В тех боях мне наиболее запомнилось наше наступление в направлении Духовщины с рубежей рек Царевич и Вопь, в котором участвовала 64-я стрелковая дивизия полковника А. С. Грязнова. Я тогда работал в ее газете «Ворошиловский залп». Как и многих работников политотдела, меня по существующему тогда обычаю послали в один из стрелковых батальонов «личным примером обеспечивать успех атаки».

Штаб 64-й дивизии раскинул землянки в овражистом лесу северо-западнее деревни Рядыни. К командным пунктам полков добираться оттуда было более или менее безопасно, но подступы к речке Царевич, вдоль которой тянулся рубеж нашей обороны, простреливались противником. Поэтому в батальоны нам было приказано идти с наступлением сумерек. А пока была середина дня, и я заторопился к землянке разведотделения штаба, куда только что доставили трех пленных. Их допрашивал начальник разведотделения майор Селезнев. Запомнился он мне высоким, крупнотелым и неприветливым. На просьбу разрешить присутствовать на допросе в качестве работника газеты майор довольно резко приказал убираться и не мешать работать. Возмутившись, я пошел искать комиссара дивизии, чтобы пожаловаться. В это время налетели «юнкерсы»…
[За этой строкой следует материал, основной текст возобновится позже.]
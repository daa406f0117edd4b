//! PNG mask export.

use bytes::Bytes;

use crate::error::ExportError;
use crate::mask::{composite_mask, BinaryMask, Color, RgbaSurface};

/// Export a mask as a PNG payload.
///
/// Foreground cells are rendered in `color` at full opacity, background
/// cells are fully transparent. The raster matches what the overlay
/// compositor draws at opacity 1.0.
pub fn to_png(mask: &BinaryMask, color: Color) -> Result<Bytes, ExportError> {
    let mut surface = RgbaSurface::new(mask.width(), mask.height());
    composite_mask(&mut surface, mask, color, 1.0)?;
    surface.encode_png()
}
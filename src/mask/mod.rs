//! RLE mask codec.
//!
//! This module turns the run-length-encoded mask payloads produced by the
//! segmentation backend into dense binary pixel masks, and composites those
//! masks as colorized semi-transparent overlays onto RGBA raster surfaces.
//!
//! # Architecture
//!
//! ```text
//! ┌──────────────────────────────────────────┐
//! │  Segmentation document (RLE strings)     │
//! └────────────────────┬─────────────────────┘
//!                      │ RunLengths::parse
//!                      ▼
//! ┌──────────────────────────────────────────┐
//! │  RunLengths  ──decode──▶  BinaryMask     │
//! │              ◀─encode──                  │
//! └────────────────────┬─────────────────────┘
//!                      │ composite_mask
//!                      ▼
//! ┌──────────────────────────────────────────┐
//! │  RgbaSurface (offscreen RGBA raster)     │
//! └──────────────────────────────────────────┘
//! ```
//!
//! The codec is stateless: every function is pure over its inputs, and the
//! returned buffers are caller-owned.

mod color;
mod composite;
mod rle;
mod surface;

pub use color::Color;
pub use composite::composite_mask;
pub use rle::{BinaryMask, RunLengths};
pub use surface::RgbaSurface;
После бомбежки, когда проходил близ землянки майора Селезнева, увидел такое, что вспоминать страшно. От прямого попадания бомбы погибли все — и майор, и переводчик, и пленные, и бойцы-конвоиры… С тяжким сердцем вышел я из леса и напрямик, через поле неубранной ржи побрел в сторону передовой, усыпая путь золотыми слезами зерна. Они падали на серую колчеватую землю, как только рука прикасалась к колоскам. Это плачущее поле еще усиливало лежавшую на душе тяжесть от всего, что довелось пережить с первого часа войны. Думал я и том, что майор Селезнев прогнал меня сегодня от гибели.

В штабе полка, замаскировавшемся в заросшем мелколесьем овражке, узнал, что прибыло пополнение — несколько маршевых рот московских ополченцев и что сейчас перед ними выступает полковой комиссар А. Я. Гулидов. Через минуту я уже был в недалеком перелеске, где ждали ночи ополченцы. Гулидов тут же приказал мне с наступлением темноты отвести две роты ополченцев в батальон и «отвечать за них головой». Вид ополченцев меня несколько смутил: многие были с бородами, в очках; все они казались мне, двадцатилетнему, стариками.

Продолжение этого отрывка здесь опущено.